**Description of the task:** The data below calls for an exact copy.

Start of Information provided

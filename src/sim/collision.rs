//! Collision primitives for rectangular and circular bodies
//!
//! Everything here is a pure function of its inputs. Games build their
//! rules on top of these tests; none of them mutate state.

use glam::Vec2;
use serde::{Deserialize, Serialize};

/// Axis-aligned bounding box
///
/// Edge strictness is chosen by the caller via `overlaps` / `touches`.
#[derive(Debug, Clone, Copy, PartialEq, Serialize, Deserialize)]
pub struct Aabb {
    pub min: Vec2,
    pub max: Vec2,
}

impl Aabb {
    pub fn new(min: Vec2, max: Vec2) -> Self {
        Self { min, max }
    }

    /// Box from its top-left corner and size
    pub fn from_pos_size(pos: Vec2, size: Vec2) -> Self {
        Self {
            min: pos,
            max: pos + size,
        }
    }

    #[inline]
    pub fn width(&self) -> f32 {
        self.max.x - self.min.x
    }

    #[inline]
    pub fn height(&self) -> f32 {
        self.max.y - self.min.y
    }

    #[inline]
    pub fn center(&self) -> Vec2 {
        (self.min + self.max) * 0.5
    }

    /// Strict overlap: touching edges do not count
    pub fn overlaps(&self, other: &Aabb) -> bool {
        self.max.x > other.min.x
            && self.min.x < other.max.x
            && self.max.y > other.min.y
            && self.min.y < other.max.y
    }

    /// Inclusive overlap: touching edges count as contact
    pub fn touches(&self, other: &Aabb) -> bool {
        self.max.x >= other.min.x
            && self.min.x <= other.max.x
            && self.max.y >= other.min.y
            && self.min.y <= other.max.y
    }

    /// Shrink the box by `margin` on every side (never inverts)
    pub fn shrink(&self, margin: f32) -> Aabb {
        let center = self.center();
        let half = ((self.max - self.min) * 0.5 - Vec2::splat(margin)).max(Vec2::ZERO);
        Aabb {
            min: center - half,
            max: center + half,
        }
    }

    /// Closest point inside the box to `p`
    #[inline]
    pub fn closest_point(&self, p: Vec2) -> Vec2 {
        p.clamp(self.min, self.max)
    }
}

/// Circle vs AABB intersection (touching counts)
pub fn circle_aabb_overlap(center: Vec2, radius: f32, aabb: &Aabb) -> bool {
    let closest = aabb.closest_point(center);
    (center - closest).length_squared() <= radius * radius
}

/// Circle vs circle intersection (touching counts)
pub fn circle_circle_overlap(a: Vec2, ra: f32, b: Vec2, rb: f32) -> bool {
    let r = ra + rb;
    (a - b).length_squared() <= r * r
}

/// Reflect velocity off a surface
///
/// Standard reflection: v' = v - 2(v·n)n
#[inline]
pub fn reflect_velocity(velocity: Vec2, normal: Vec2) -> Vec2 {
    velocity - 2.0 * velocity.dot(normal) * normal
}

/// Full fan of paddle deflection angles (±30° around the paddle normal)
pub const MAX_DEFLECTION: f32 = std::f32::consts::PI / 3.0;

/// Angle-of-incidence control for a paddle hit
///
/// `ratio` is where the body struck along the paddle, 0 at the left edge and
/// 1 at the right (clamped). The result keeps `speed` and leaves along
/// `(sin θ, -|cos θ| · away)` with `θ = (ratio - 0.5) · π/3`, so `away = 1`
/// sends the body up the screen.
pub fn paddle_deflection(ratio: f32, speed: f32, away: f32) -> Vec2 {
    let ratio = ratio.clamp(0.0, 1.0);
    let theta = (ratio - 0.5) * MAX_DEFLECTION;
    Vec2::new(
        theta.sin() * speed,
        -(theta.cos() * speed).abs() * away.signum(),
    )
}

End of Information provided

**Solution below:**
filename src/sim/collision.rs
//! Collision primitives for rectangular and circular bodies
//!
//! Everything here is a pure function of its inputs. Games build their
//! rules on top of these tests; none of them mutate state.

use glam::Vec2;
use serde::{Deserialize, Serialize};

/// Axis-aligned bounding box
///
/// Edge strictness is chosen by the caller via `overlaps` / `touches`.
#[derive(Debug, Clone, Copy, PartialEq, Serialize, Deserialize)]
pub struct Aabb {
    pub min: Vec2,
    pub max: Vec2,
}

impl Aabb {
    pub fn new(min: Vec2, max: Vec2) -> Self {
        Self { min, max }
    }

    /// Box from its top-left corner and size
    pub fn from_pos_size(pos: Vec2, size: Vec2) -> Self {
        Self {
            min: pos,
            max: pos + size,
        }
    }

    #[inline]
    pub fn width(&self) -> f32 {
        self.max.x - self.min.x
    }

    #[inline]
    pub fn height(&self) -> f32 {
        self.max.y - self.min.y
    }

    #[inline]
    pub fn center(&self) -> Vec2 {
        (self.min + self.max) * 0.5
    }

    /// Strict overlap: touching edges do not count
    pub fn overlaps(&self, other: &Aabb) -> bool {
        self.max.x > other.min.x
            && self.min.x < other.max.x
            && self.max.y > other.min.y
            && self.min.y < other.max.y
    }

    /// Inclusive overlap: touching edges count as contact
    pub fn touches(&self, other: &Aabb) -> bool {
        self.max.x >= other.min.x
            && self.min.x <= other.max.x
            && self.max.y >= other.min.y
            && self.min.y <= other.max.y
    }

    /// Shrink the box by `margin` on every side (never inverts)
    pub fn shrink(&self, margin: f32) -> Aabb {
        let center = self.center();
        let half = ((self.max - self.min) * 0.5 - Vec2::splat(margin)).max(Vec2::ZERO);
        Aabb {
            min: center - half,
            max: center + half,
        }
    }

    /// Closest point inside the box to `p`
    #[inline]
    pub fn closest_point(&self, p: Vec2) -> Vec2 {
        p.clamp(self.min, self.max)
    }
}

/// Circle vs AABB intersection (touching counts)
pub fn circle_aabb_overlap(center: Vec2, radius: f32, aabb: &Aabb) -> bool {
    let closest = aabb.closest_point(center);
    (center - closest).length_squared() <= radius * radius
}

/// Circle vs circle intersection (touching counts)
pub fn circle_circle_overlap(a: Vec2, ra: f32, b: Vec2, rb: f32) -> bool {
    let r = ra + rb;
    (a - b).length_squared() <= r * r
}

/// Reflect velocity off a surface
///
/// Standard reflection: v' = v - 2(v·n)n
#[inline]
pub fn reflect_velocity(velocity: Vec2, normal: Vec2) -> Vec2 {
    velocity - 2.0 * velocity.dot(normal) * normal
}

/// Full fan of paddle deflection angles (±30° around the paddle normal)
pub const MAX_DEFLECTION: f32 = std::f32::consts::PI / 3.0;

/// Angle-of-incidence control for a paddle hit
///
/// `ratio` is where the body struck along the paddle, 0 at the left edge and
/// 1 at the right (clamped). The result keeps `speed` and leaves along
/// `(sin θ, -|cos θ| · away)` with `θ = (ratio - 0.5) · π/3`, so `away = 1`
/// sends the body up the screen.
pub fn paddle_deflection(ratio: f32, speed: f32, away: f32) -> Vec2 {
    let ratio = ratio.clamp(0.0, 1.0);
    let theta = (ratio - 0.5) * MAX_DEFLECTION;
    Vec2::new(
        theta.sin() * speed,
        -(theta.cos() * speed).abs() * away.signum(),
    )
}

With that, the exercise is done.